The girl seemed afraid to rat on him, but managed to quietly stare at the back of his head. The teacher and the class all looked at Jiyoung’s desk-mate, and he finally confessed to the crime. The teacher scolded the desk-mate twice as loudly and for twice as long as she scolded Jiyoung. She was also twice as red in the face.

“You’ve been picking on Jiyoung, haven’t you? You think I haven’t been watching you? When you go home tonight, you’re going to write down everything you ever did to harass her and bring it tomorrow. I know everything, so don’t you even think about leaving things out. Write with your mother, and get her to sign it!”

The desk-mate went home dejected, sighing, “Mom’s gonna kill me.” The teacher told Jiyoung to stay behind after school.

Jiyoung was nervous as she expected another telling-off, but, much to her surprise, the teacher sat down in front of her and apologized. She was sorry she reprimanded Jiyoung without getting to the bottom of it, she thought the shoe belonged to the person who kicked it, it was unwise of her to make assumptions, and that she would be more attentive in the future. Jiyoung’s heart melted at the teacher’s words of apology and her promise to keep these misunderstandings from happening again. When the teacher asked if there was anything Jiyoung wanted to say, Jiyoung replied through a fit of tears and hiccups, “Please—hic hic—assign me—hic hic—a new desk-mate.
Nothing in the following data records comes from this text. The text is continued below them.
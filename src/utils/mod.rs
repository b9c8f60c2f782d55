//! Utility functions and helpers.

pub mod http;
pub mod progress;
pub mod url;

pub use progress::Progress;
I don’t—hic hic—ever, ever want to be—hic hic—desk-mates with him—HIC HIC—ever again.”

The teacher patted Jiyoung on the back.

“You know what, Jiyoung? Let me tell you something I’ve known for a while that you haven’t noticed: he likes you.”

Jiyoung was so aghast that she stopped crying. “He hates me,” she said. “I thought you said you’ve seen how he’s been treating me.”

“Boys are like that,” the teacher laughed. “They’re meaner to the girls they like. I’ll give him a talking-to. Why don’t you take this incident as an opportunity to become better friends instead of changing desk-mates on unfriendly terms?”

He likes me? He picks on me because he likes me? Jiyoung was confused. She went over the series of incidents that she had suffered because of him, and still couldn’t make sense of what the teacher was saying. If you like someone, you’re friendlier and nicer to them. To friends, to family, to your pet dogs and cats. Even at the age of eight, this was common sense to Jiyoung. The desk-mate’s pranks made school life so difficult for her. What he’d put her through was awful enough, and now the teacher was making her out to be a bad child who misunderstood her friend.

Jiyoung shook her head. “No, miss. I really, really don’t want to.”

The next day at school, the class was assigned new desk-mates. Jiyoung’s new desk-mate was a boy who always sat at the back by himself because he was the tallest, and they did not argue once.

 

Starting third grade, Kim Jiyoung ate lunch at school twice a week. This was torture for Jiyoung, who was a slow eater. Jiyoung’s school was a pilot for the school meal program, the first in the area to prepare lunch on-site and serve food in the school dining hall. At lunchtime, students marched single-file to the cafeteria in the order of their roster number to eat, and they had to eat quickly so they could clear out and make room for the next class.